RU team presents research at prestigious international forensic science meeting

Ben Thompson and Donna Boyd, co-authors.

Ben Thompson (left), a senior from Roanoke majoring in anthropological science, presented a research project co-authored with Eminent Professor of Anthropology Donna Boyd at the recent American Academy of Forensic Sciences (AAFS) Annual Scientific Meeting in Seattle, Wash.

Ben Thompson, a senior from Roanoke majoring in anthropological science, presented a research project co-authored with Eminent Professor of Anthropology Donna Boyd at the American Academy of Forensic Sciences (AAFS) Annual Scientific Meeting in Seattle, Wash., Feb. 17-22.

Titled "A Comparison of the Metric and Non-metric Techniques Used in the Classification of Hispanic Crania," the presentation addressed a topic of urgency to the forensic community and beyond.

"Thousands of families need to know what happened to their loved ones," said Boyd, co-director of the Radford University Forensic Science Institute (RUFSI).

Unlike racial crania which have marked physical differences for which forensic anthropologists have good reference data, Hispanic crania reflect a language group. The need for reference data to mark and identify them is pressing, according to Boyd, given the tragic endings of undocumented aliens whose remains are often found in the deserts along the United States-Mexico border.

Thompson and Boyd's research was presented Thursday and on Friday, the AAFS, an 6,600-member organization that includes physicians, attorneys, dentists, toxicologists, physical anthropologists, document examiners, psychiatrists, physicists, engineers, criminalists, educators and digital evidence experts from the U.S., Canada and 66 other countries worldwide, featured a symposium devoted to the issue.

For the study, Boyd and Thompson independently used metric and non-metric techniques in a blind study of 50 assorted skulls from the collection of the University of Tennessee to evaluate the standards currently used by the forensic science community to help identify skulls. Both found that non-metric analysis, based on experience and intuition, was more accurate than the strictly metric approach of 24 standard measurements in correctly identifying the Hispanic crania from the sample set they analyzed.

Thompson, who is the first RUFSI intern and aspires to graduate study in forensic anthropology, called the presentation the peak of a rich Radford University undergraduate experience.

"I have had a lot of valuable hands-on opportunities," he said. "I have made a poster presentation to a prestigious professional association, done original collaborative research, worked in the medical examiner's office, been a teaching assistant, tutored and supervised lab hours."

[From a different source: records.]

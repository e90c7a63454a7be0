//! Inbox store: contacts, conversations, messages.
//!
//! All functions take an open connection so callers can compose them inside
//! one transaction. Every query is tenant-scoped; counters change through
//! SQL-level increments so concurrent webhook workers cannot lose updates.

use crate::shared::errors::{AppError, AppResult};
use crate::shared::models::schema::{
    broadcast_recipients, broadcasts, contacts, conversations, messages,
};
use crate::shared::models::{
    Contact, Conversation, Message, MessageStatus, NewContact, NewConversation, NewMessage,
};
use crate::shared::utils::{digits_only, preview_of};
use chrono::{Duration, Utc};
use diesel::prelude::*;
use log::debug;
use uuid::Uuid;

/// Window inside which a reply is attributed to a broadcast.
const ATTRIBUTION_WINDOW_HOURS: i64 = 72;

/// Creates the contact on first sight, refreshing the profile name on
/// later messages. (tenant, wa_id) is unique.
pub fn upsert_contact(
    conn: &mut PgConnection,
    org_id: Uuid,
    wa_id: &str,
    phone: &str,
    profile_name: Option<&str>,
) -> AppResult<Contact> {
    let now = Utc::now();
    let record = NewContact {
        id: Uuid::new_v4(),
        org_id,
        wa_id: wa_id.to_string(),
        phone: digits_only(phone),
        profile_name: profile_name.map(String::from),
        labels: Vec::new(),
        created_at: now,
        updated_at: now,
    };

    diesel::insert_into(contacts::table)
        .values(&record)
        .on_conflict((contacts::org_id, contacts::wa_id))
        .do_nothing()
        .execute(conn)?;

    if let Some(name) = profile_name {
        diesel::update(
            contacts::table
                .filter(contacts::org_id.eq(org_id))
                .filter(contacts::wa_id.eq(wa_id))
                .filter(contacts::profile_name.is_null()),
        )
        .set((
            contacts::profile_name.eq(name),
            contacts::updated_at.eq(now),
        ))
        .execute(conn)?;
    }

    Ok(contacts::table
        .filter(contacts::org_id.eq(org_id))
        .filter(contacts::wa_id.eq(wa_id))
        .select(Contact::as_select())
        .first(conn)?)
}

/// Returns the contact's open conversation, creating one when none exists.
/// The bool is true when a new conversation was opened.
pub fn open_conversation(
    conn: &mut PgConnection,
    org_id: Uuid,
    contact_id: Uuid,
) -> AppResult<(Conversation, bool)> {
    let existing = conversations::table
        .filter(conversations::org_id.eq(org_id))
        .filter(conversations::contact_id.eq(contact_id))
        .filter(conversations::status.eq_any(["open", "pending"]))
        .order(conversations::created_at.desc())
        .select(Conversation::as_select())
        .first(conn)
        .optional()?;

    if let Some(conversation) = existing {
        return Ok((conversation, false));
    }

    let now = Utc::now();
    let record = NewConversation {
        id: Uuid::new_v4(),
        org_id,
        contact_id,
        status: "open".to_string(),
        unread_count: 0,
        last_message_at: now,
        created_at: now,
        updated_at: now,
    };
    diesel::insert_into(conversations::table)
        .values(&record)
        .execute(conn)?;

    let conversation = conversations::table
        .filter(conversations::id.eq(record.id))
        .select(Conversation::as_select())
        .first(conn)?;
    Ok((conversation, true))
}

/// Persists a message keyed by provider message id. Returns None when the
/// id was already seen (webhook replay); callers must then skip all
/// follow-up effects for the event.
pub fn insert_message_idempotent(
    conn: &mut PgConnection,
    record: &NewMessage,
) -> AppResult<Option<Message>> {
    let inserted = if record.provider_message_id.is_some() {
        diesel::insert_into(messages::table)
            .values(record)
            .on_conflict(messages::provider_message_id)
            .do_nothing()
            .execute(conn)?
    } else {
        diesel::insert_into(messages::table)
            .values(record)
            .execute(conn)?
    };

    if inserted == 0 {
        debug!(
            "duplicate provider message id {:?}, skipping",
            record.provider_message_id
        );
        return Ok(None);
    }

    Ok(Some(
        messages::table
            .filter(messages::id.eq(record.id))
            .select(Message::as_select())
            .first(conn)?,
    ))
}

/// Updates the conversation list-view fields for an incoming message.
/// The unread counter is an atomic SQL increment.
pub fn touch_conversation_incoming(
    conn: &mut PgConnection,
    conversation_id: Uuid,
    body: &str,
) -> AppResult<()> {
    let now = Utc::now();
    diesel::update(conversations::table.filter(conversations::id.eq(conversation_id)))
        .set((
            conversations::last_preview.eq(preview_of(body)),
            conversations::last_message_at.eq(now),
            conversations::unread_count.eq(conversations::unread_count + 1),
            conversations::updated_at.eq(now),
        ))
        .execute(conn)?;
    Ok(())
}

/// Same as above for outgoing messages: preview moves, unread does not.
pub fn touch_conversation_outgoing(
    conn: &mut PgConnection,
    conversation_id: Uuid,
    body: &str,
) -> AppResult<()> {
    let now = Utc::now();
    diesel::update(conversations::table.filter(conversations::id.eq(conversation_id)))
        .set((
            conversations::last_preview.eq(preview_of(body)),
            conversations::last_message_at.eq(now),
            conversations::updated_at.eq(now),
        ))
        .execute(conn)?;
    Ok(())
}

/// Monotone status advance by provider message id. Returns the updated
/// message, or None when the update was a downgrade or the id is unknown.
pub fn advance_message_status(
    conn: &mut PgConnection,
    org_id: Uuid,
    provider_message_id: &str,
    new_status: MessageStatus,
) -> AppResult<Option<Message>> {
    let current = messages::table
        .filter(messages::org_id.eq(org_id))
        .filter(messages::provider_message_id.eq(provider_message_id))
        .select(Message::as_select())
        .first(conn)
        .optional()?;

    let Some(message) = current else {
        return Ok(None);
    };

    if !new_status.advances_over(&message.message_status()) {
        return Ok(None);
    }

    diesel::update(messages::table.filter(messages::id.eq(message.id)))
        .set(messages::status.eq(new_status.as_str()))
        .execute(conn)?;

    Ok(Some(Message {
        status: new_status.as_str().to_string(),
        ..message
    }))
}

/// Zeroes the unread counter and marks exactly the listed inbound messages
/// read. Outbound ids in the list are ignored.
pub fn mark_read(
    conn: &mut PgConnection,
    org_id: Uuid,
    conversation_id: Uuid,
    message_ids: &[Uuid],
) -> AppResult<usize> {
    let updated_conversations =
        diesel::update(
            conversations::table
                .filter(conversations::id.eq(conversation_id))
                .filter(conversations::org_id.eq(org_id)),
        )
        .set((
            conversations::unread_count.eq(0),
            conversations::updated_at.eq(Utc::now()),
        ))
        .execute(conn)?;
    if updated_conversations == 0 {
        return Err(AppError::NotFound("conversation not found".to_string()));
    }

    let marked = diesel::update(
        messages::table
            .filter(messages::org_id.eq(org_id))
            .filter(messages::conversation_id.eq(conversation_id))
            .filter(messages::id.eq_any(message_ids))
            .filter(messages::direction.eq("in")),
    )
    .set(messages::status.eq(MessageStatus::Read.as_str()))
    .execute(conn)?;

    Ok(marked)
}

/// The most recent broadcast that targeted this phone inside the
/// attribution window. Returns (broadcast id, chatbot enabled).
pub fn recent_broadcast_for_phone(
    conn: &mut PgConnection,
    org_id: Uuid,
    phone: &str,
) -> AppResult<Option<(Uuid, bool)>> {
    let cutoff = Utc::now() - Duration::hours(ATTRIBUTION_WINDOW_HOURS);
    let row = broadcast_recipients::table
        .inner_join(broadcasts::table.on(broadcasts::id.eq(broadcast_recipients::broadcast_id)))
        .filter(broadcast_recipients::org_id.eq(org_id))
        .filter(broadcast_recipients::phone.eq(digits_only(phone)))
        .filter(broadcast_recipients::updated_at.gt(cutoff))
        .filter(broadcast_recipients::provider_message_id.is_not_null())
        .order(broadcast_recipients::updated_at.desc())
        .select((broadcasts::id, broadcasts::chatbot_enabled))
        .first::<(Uuid, bool)>(conn)
        .optional()?;
    Ok(row)
}

/// Stamps the broadcast on the conversation, once. `count_reply` is set on
/// the first inbound reply path so the campaign's reply counter moves; the
/// dispatcher's send-time attribution passes false.
pub fn attribute_conversation(
    conn: &mut PgConnection,
    conversation_id: Uuid,
    broadcast_id: Uuid,
    count_reply: bool,
) -> AppResult<bool> {
    let stamped = diesel::update(
        conversations::table
            .filter(conversations::id.eq(conversation_id))
            .filter(conversations::broadcast_id.is_null()),
    )
    .set(conversations::broadcast_id.eq(broadcast_id))
    .execute(conn)?;

    if stamped > 0 && count_reply {
        diesel::update(broadcasts::table.filter(broadcasts::id.eq(broadcast_id)))
            .set(broadcasts::replied_count.eq(broadcasts::replied_count + 1))
            .execute(conn)?;
    }
    Ok(stamped > 0)
}

pub fn set_conversation_status(
    conn: &mut PgConnection,
    org_id: Uuid,
    conversation_id: Uuid,
    status: &str,
) -> AppResult<()> {
    let updated = diesel::update(
        conversations::table
            .filter(conversations::id.eq(conversation_id))
            .filter(conversations::org_id.eq(org_id)),
    )
    .set((
        conversations::status.eq(status),
        conversations::updated_at.eq(Utc::now()),
    ))
    .execute(conn)?;
    if updated == 0 {
        return Err(AppError::NotFound("conversation not found".to_string()));
    }
    Ok(())
}

/// Contact mutations from the `update_contact` flow node.
pub fn update_contact_fields(
    conn: &mut PgConnection,
    org_id: Uuid,
    contact_id: Uuid,
    display_name: Option<&str>,
    email: Option<&str>,
    add_labels: &[String],
) -> AppResult<()> {
    let now = Utc::now();
    if let Some(name) = display_name {
        diesel::update(
            contacts::table
                .filter(contacts::id.eq(contact_id))
                .filter(contacts::org_id.eq(org_id)),
        )
        .set((contacts::display_name.eq(name), contacts::updated_at.eq(now)))
        .execute(conn)?;
    }
    if let Some(email) = email {
        diesel::update(
            contacts::table
                .filter(contacts::id.eq(contact_id))
                .filter(contacts::org_id.eq(org_id)),
        )
        .set((contacts::email.eq(email), contacts::updated_at.eq(now)))
        .execute(conn)?;
    }
    if !add_labels.is_empty() {
        let contact = contacts::table
            .filter(contacts::id.eq(contact_id))
            .filter(contacts::org_id.eq(org_id))
            .select(Contact::as_select())
            .first(conn)?;
        let mut labels: Vec<Option<String>> = contact.labels;
        for label in add_labels {
            if !labels.iter().flatten().any(|l| l == label) {
                labels.push(Some(label.clone()));
            }
        }
        diesel::update(contacts::table.filter(contacts::id.eq(contact_id)))
            .set((contacts::labels.eq(labels), contacts::updated_at.eq(now)))
            .execute(conn)?;
    }
    Ok(())
}

pub fn conversation_by_id(
    conn: &mut PgConnection,
    org_id: Uuid,
    conversation_id: Uuid,
) -> AppResult<Conversation> {
    Ok(conversations::table
        .filter(conversations::id.eq(conversation_id))
        .filter(conversations::org_id.eq(org_id))
        .select(Conversation::as_select())
        .first(conn)?)
}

As a poster presenter at the annual scientific gathering of the international organization that provides leadership to advance science and its application to the legal system, Thompson had to articulate and defend the project and methodology before graduate students, professionals and AAFS Fellows during a three-hour period in the meeting's physical anthropology research section.

"Ben was an active participant in science, a dynamic process that continually updates itself, is exciting and living" said Boyd. "Science is a creative process that challenges us to face problems that are exposed and find ways around them."

As a high school senior who knew he wanted to be a forensic scientist, Thompson emailed Boyd with a simple question: "Why should I come to RU?"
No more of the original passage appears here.